What makes for a successful and productive reading, according to Ben-Dov:
"Thus, the criterion for a successful and productive reading is not whether the querent comes out of it with an immediate feeling of satisfaction. Rather, it is whether in retrospect he considers it as having been a positive and helpful experience" (40).
I did not include this in the original review, but I figured it was worth sharing. This is how the author summarizes his Open Reading Method, which I did comment on in the review above:
"The following three points can summarize the open reading approach and the way in which it differs from more conventional methods. First, a Tarot card does not have fixed meaning, which can be learned in advance. Rather the meaning emerges from what we can see in the card during the reading. Second, the function of each position in a spread is also not fixed. Rather, it depends on the combination of cards that actually appear. Third, we don't start by interpreting each card separately. Instead, we first try to see the whole picture that the cards form together" (41).

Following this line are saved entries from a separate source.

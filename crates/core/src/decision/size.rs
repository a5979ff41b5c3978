//! Size acceptability gate.
//!
//! Bounds a candidate's reported size against a per-tier ceiling, scaled
//! for hour-long series, multi-episode releases, and season boundary
//! episodes. The multipliers compose multiplicatively and independently.

use std::sync::Arc;

use tracing::debug;

use crate::library::{EpisodeStore, Series, SizeDefinitionStore};
use crate::release::ReleaseCandidate;

use super::config::DecisionConfig;
use super::error::DecisionError;

/// Gate that rejects candidates exceeding the heuristic size ceiling.
pub struct SizeGate {
    config: DecisionConfig,
    episodes: Arc<dyn EpisodeStore>,
    sizes: Arc<dyn SizeDefinitionStore>,
}

impl SizeGate {
    /// Create a size gate.
    pub fn new(
        config: DecisionConfig,
        episodes: Arc<dyn EpisodeStore>,
        sizes: Arc<dyn SizeDefinitionStore>,
    ) -> Self {
        Self {
            config,
            episodes,
            sizes,
        }
    }

    /// Whether the candidate's size is within the allowed ceiling.
    ///
    /// A missing size definition for the candidate's tier is inconsistent
    /// reference data and surfaces as an error instead of a rejection.
    pub async fn is_acceptable(
        &self,
        candidate: &ReleaseCandidate,
        series: &Series,
    ) -> Result<bool, DecisionError> {
        let definition = self
            .sizes
            .definition_for(candidate.quality.tier)
            .await
            .ok_or(DecisionError::MissingSizeDefinition(candidate.quality.tier))?;

        let mut max_size = definition.max_size_bytes;

        // Ceilings assume a ~30 minute episode; hour-long series get double.
        if self.config.is_hour_long(series.runtime_minutes) {
            max_size *= 2;
        }

        // Combined releases are proportionally larger.
        max_size *= candidate.episode_count() as u64;

        // Season premieres and finales often run long.
        if let [episode_number] = candidate.episode_numbers[..] {
            if self
                .episodes
                .is_season_boundary(series.id, candidate.season_number, episode_number)
                .await
            {
                max_size *= 2;
            }
        }

        if candidate.size_bytes > max_size {
            debug!(
                "{} is too large ({} > {} bytes), rejecting",
                candidate, candidate.size_bytes, max_size
            );
            return Ok(false);
        }

        Ok(true)
    }
}

#[cfg(test)]
mod tests {
    use super::*;
    use crate::quality::{Quality, QualityTier};
    use crate::testing::{fixtures, MockLibrary};

    const BASE: u64 = 500 * 1024 * 1024;

    async fn harness() -> (MockLibrary, SizeGate) {
        let library = MockLibrary::new();
        library
            .set_size_definition(QualityTier::Hdtv, BASE)
            .await;
        let gate = SizeGate::new(
            DecisionConfig::default(),
            Arc::new(library.clone()),
            Arc::new(library.clone()),
        );
        (library, gate)
    }

    fn candidate(numbers: &[u32], size_bytes: u64) -> ReleaseCandidate {
        ReleaseCandidate {
            size_bytes,
            ..fixtures::candidate("firefly", 1, numbers, Quality::new(QualityTier::Hdtv, false))
        }
    }

    #[tokio::test]
    async fn test_single_episode_within_base_ceiling() {
        let (_library, gate) = harness().await;
        let series = fixtures::series(1, "firefly");

        assert!(gate
            .is_acceptable(&candidate(&[2], BASE), &series)
            .await
            .unwrap());
        assert!(!gate
            .is_acceptable(&candidate(&[2], BASE + 1), &series)
            .await
            .unwrap());
    }

    #[tokio::test]
    async fn test_multi_episode_scales_ceiling() {
        let (_library, gate) = harness().await;
        let mut series = fixtures::series(1, "firefly");
        series.runtime_minutes = 22;

        let within = candidate(&[3, 4, 5], BASE * 3);
        let over = candidate(&[3, 4, 5], BASE * 3 + 1);
        assert!(gate.is_acceptable(&within, &series).await.unwrap());
        assert!(!gate.is_acceptable(&over, &series).await.unwrap());
    }

    #[tokio::test]
    async fn test_hour_long_finale_compounds_multipliers() {
        let (library, gate) = harness().await;
        let mut series = fixtures::series(1, "firefly");
        series.runtime_minutes = 55;
        library.mark_season_boundary(1, 1, 13).await;

        // Runtime x2 and finale x2 compound to x4 over the base.
        let within = candidate(&[13], BASE * 4);
        let over = candidate(&[13], BASE * 4 + 1);
        assert!(gate.is_acceptable(&within, &series).await.unwrap());
        assert!(!gate.is_acceptable(&over, &series).await.unwrap());
    }

    #[tokio::test]
    async fn test_boundary_multiplier_only_applies_to_single_episode() {
        let (library, gate) = harness().await;
        let mut series = fixtures::series(1, "firefly");
        series.runtime_minutes = 22;
        library.mark_season_boundary(1, 1, 1).await;

        // Two episodes, one of them a premiere: no boundary doubling.
        let within = candidate(&[1, 2], BASE * 2);
        let over = candidate(&[1, 2], BASE * 2 + 1);
        assert!(gate.is_acceptable(&within, &series).await.unwrap());
        assert!(!gate.is_acceptable(&over, &series).await.unwrap());
    }

    #[tokio::test]
    async fn test_missing_definition_is_an_error() {
        let library = MockLibrary::new();
        let gate = SizeGate::new(
            DecisionConfig::default(),
            Arc::new(library.clone()),
            Arc::new(library),
        );
        let series = fixtures::series(1, "firefly");

        let result = gate.is_acceptable(&candidate(&[1], BASE), &series).await;
        assert!(matches!(
            result,
            Err(DecisionError::MissingSizeDefinition(QualityTier::Hdtv))
        ));
    }
}
use super::{types::Config, ConfigError};

/// Validate a loaded configuration.
pub fn validate_config(config: &Config) -> Result<(), ConfigError> {
    let decision = &config.decision;

    if decision.hour_long_runtime_min > decision.hour_long_runtime_max {
        return Err(ConfigError::ValidationError(format!(
            "hour_long_runtime_min ({}) must not exceed hour_long_runtime_max ({})",
            decision.hour_long_runtime_min, decision.hour_long_runtime_max
        )));
    }

    Ok(())
}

Keep in mind the book also does provide card meanings; I suppose you can learn those, or at least study them and keep them handy. However, what I struggle with as a Tarot learner is the "what we can see" part of the author's process. As I've said before, four gold coins in a card with nothing else does not say much to me other than four coins unless you have some other knowledge to bring in. I am not against studying, but at least admit that it is needed. This is also why I prefer for now fully illustrated decks like RWS-based ones; you at least get an image to work from. Yet I do get an appreciate the idea of coming to a reading with an open mind and seeing the reading as you get it, without preconceptions.

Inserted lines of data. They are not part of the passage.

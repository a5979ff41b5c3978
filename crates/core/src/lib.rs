pub mod config;
pub mod decision;
pub mod library;
pub mod metrics;
pub mod quality;
pub mod release;
pub mod testing;

pub use config::{load_config, load_config_from_str, validate_config, Config, ConfigError};
pub use decision::{DecisionConfig, DecisionEngine, DecisionError, MonitoringGate, SizeGate};
pub use library::{
    Episode, EpisodeFile, EpisodeStore, HistoryRecord, HistoryStore, Series, SeriesStore,
    SizeDefinitionStore,
};
pub use quality::{is_upgrade, Quality, QualityProfile, QualityTier, SizeDefinition};
pub use release::{normalize_title, ReleaseCandidate};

On newer decks having the advantage of more reference books and other study materials:
"New decks from the twentieth century often based on symbolic language which can be learned from books or other written sources. For example, when Waite or Crowley designed their Tarot decks, they also published books explaining the significance of various symbols in the the cards. But the Tarot de Marseille evolved for many centuries in the hands of many people who left no written records about its meaning. Therefore, we don't have direct access to its original symbolic language. We have to figure it out for ourselves" (65).

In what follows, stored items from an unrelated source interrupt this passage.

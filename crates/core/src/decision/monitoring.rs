//! Monitoring gate - decides whether a candidate is worth evaluating at all.

use std::sync::Arc;

use tracing::{debug, trace};

use crate::library::{EpisodeStore, Series, SeriesStore};
use crate::metrics;
use crate::release::ReleaseCandidate;

/// Gate that maps a candidate onto the library and checks monitoring state.
pub struct MonitoringGate {
    series: Arc<dyn SeriesStore>,
    episodes: Arc<dyn EpisodeStore>,
}

impl MonitoringGate {
    /// Create a monitoring gate.
    pub fn new(series: Arc<dyn SeriesStore>, episodes: Arc<dyn EpisodeStore>) -> Self {
        Self { series, episodes }
    }

    /// Resolve the candidate's series and check that it is monitored with
    /// at least one non-ignored episode among the matches.
    ///
    /// Returns the resolved series on success so callers can pass it on to
    /// the quality check without the candidate carrying hidden state.
    pub async fn resolve_monitored(&self, candidate: &ReleaseCandidate) -> Option<Series> {
        let series = match self.series.find_by_clean_title(&candidate.clean_title).await {
            Some(series) => series,
            None => {
                trace!(
                    "{} is not mapped to any series in the library, skipping",
                    candidate.clean_title
                );
                metrics::MONITORING_CHECKS.with_label_values(&["unmapped"]).inc();
                return None;
            }
        };

        if !series.monitored {
            debug!(
                "{} is in the library but not tracked, skipping",
                candidate.clean_title
            );
            metrics::MONITORING_CHECKS
                .with_label_values(&["unmonitored"])
                .inc();
            return None;
        }

        let episodes = self
            .episodes
            .episodes_for_candidate(series.id, candidate, true)
            .await;

        // Monitored as long as any matched episode is still wanted.
        if episodes.iter().any(|episode| !episode.ignored) {
            metrics::MONITORING_CHECKS
                .with_label_values(&["monitored"])
                .inc();
            return Some(series);
        }

        debug!("all episodes matched by {} are ignored, skipping", candidate);
        metrics::MONITORING_CHECKS
            .with_label_values(&["all_ignored"])
            .inc();
        None
    }
}

#[cfg(test)]
mod tests {
    use super::*;
    use crate::quality::{Quality, QualityTier};
    use crate::testing::{fixtures, MockLibrary, RecordedLookup};

    fn gate(library: &MockLibrary) -> MonitoringGate {
        MonitoringGate::new(Arc::new(library.clone()), Arc::new(library.clone()))
    }

    fn candidate() -> ReleaseCandidate {
        fixtures::candidate("firefly", 1, &[2], Quality::new(QualityTier::Hdtv, false))
    }

    #[tokio::test]
    async fn test_unmapped_title_short_circuits() {
        let library = MockLibrary::new();
        let gate = gate(&library);

        assert!(gate.resolve_monitored(&candidate()).await.is_none());

        // The episode store must not have been consulted.
        let lookups = library.recorded_lookups().await;
        assert!(lookups
            .iter()
            .all(|l| matches!(l, RecordedLookup::SeriesByCleanTitle(_))));
    }

    #[tokio::test]
    async fn test_unmonitored_series_is_skipped() {
        let library = MockLibrary::new();
        let mut series = fixtures::series(1, "firefly");
        series.monitored = false;
        library.add_series(series).await;
        library.add_episode(fixtures::episode(10, 1, 1, 2)).await;

        assert!(gate(&library).resolve_monitored(&candidate()).await.is_none());
    }

    #[tokio::test]
    async fn test_all_ignored_episodes_are_skipped() {
        let library = MockLibrary::new();
        library.add_series(fixtures::series(1, "firefly")).await;
        let mut episode = fixtures::episode(10, 1, 1, 2);
        episode.ignored = true;
        library.add_episode(episode).await;

        assert!(gate(&library).resolve_monitored(&candidate()).await.is_none());
    }

    #[tokio::test]
    async fn test_one_wanted_episode_is_enough() {
        let library = MockLibrary::new();
        library.add_series(fixtures::series(1, "firefly")).await;
        let mut ignored = fixtures::episode(10, 1, 1, 2);
        ignored.ignored = true;
        library.add_episode(ignored).await;
        library.add_episode(fixtures::episode(11, 1, 1, 3)).await;

        let multi = fixtures::candidate(
            "firefly",
            1,
            &[2, 3],
            Quality::new(QualityTier::Hdtv, false),
        );
        let series = gate(&library).resolve_monitored(&multi).await;
        assert_eq!(series.map(|s| s.id), Some(1));
    }
}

The author does say there are sources we can use and consider to construct the TdM symbolic language. These include:
- Art works from the Middle Ages and Renaissance.
- Meanings of symbols from various spiritual and cultural traditions (colors, numbers, animal figures, etc.).
- Tarot interpretations of other authors.
- Reader's intuition and feelings.
"In the Tarot de Marseille and in other traditional decks Justice is number 8 and The Force is number 11. But in new decks from the English school, The Force is 8 and Justice is 11" (94).
There is some history behind that, which the author goes over in the book.
At the end, the book includes a quick reference section for interpretations that can be useful for quick look-ups.
On a final side note, if I ever acquire another TdM, the one I want, really want, is Ciro Marchetti's new Tarot Decoratif that he recently announced as of this post. This deck seriously updates and brings TdM back to life while combining it with some RWS elements. As he describes it, it is a "contemporary homage to Tarot imagery of the past."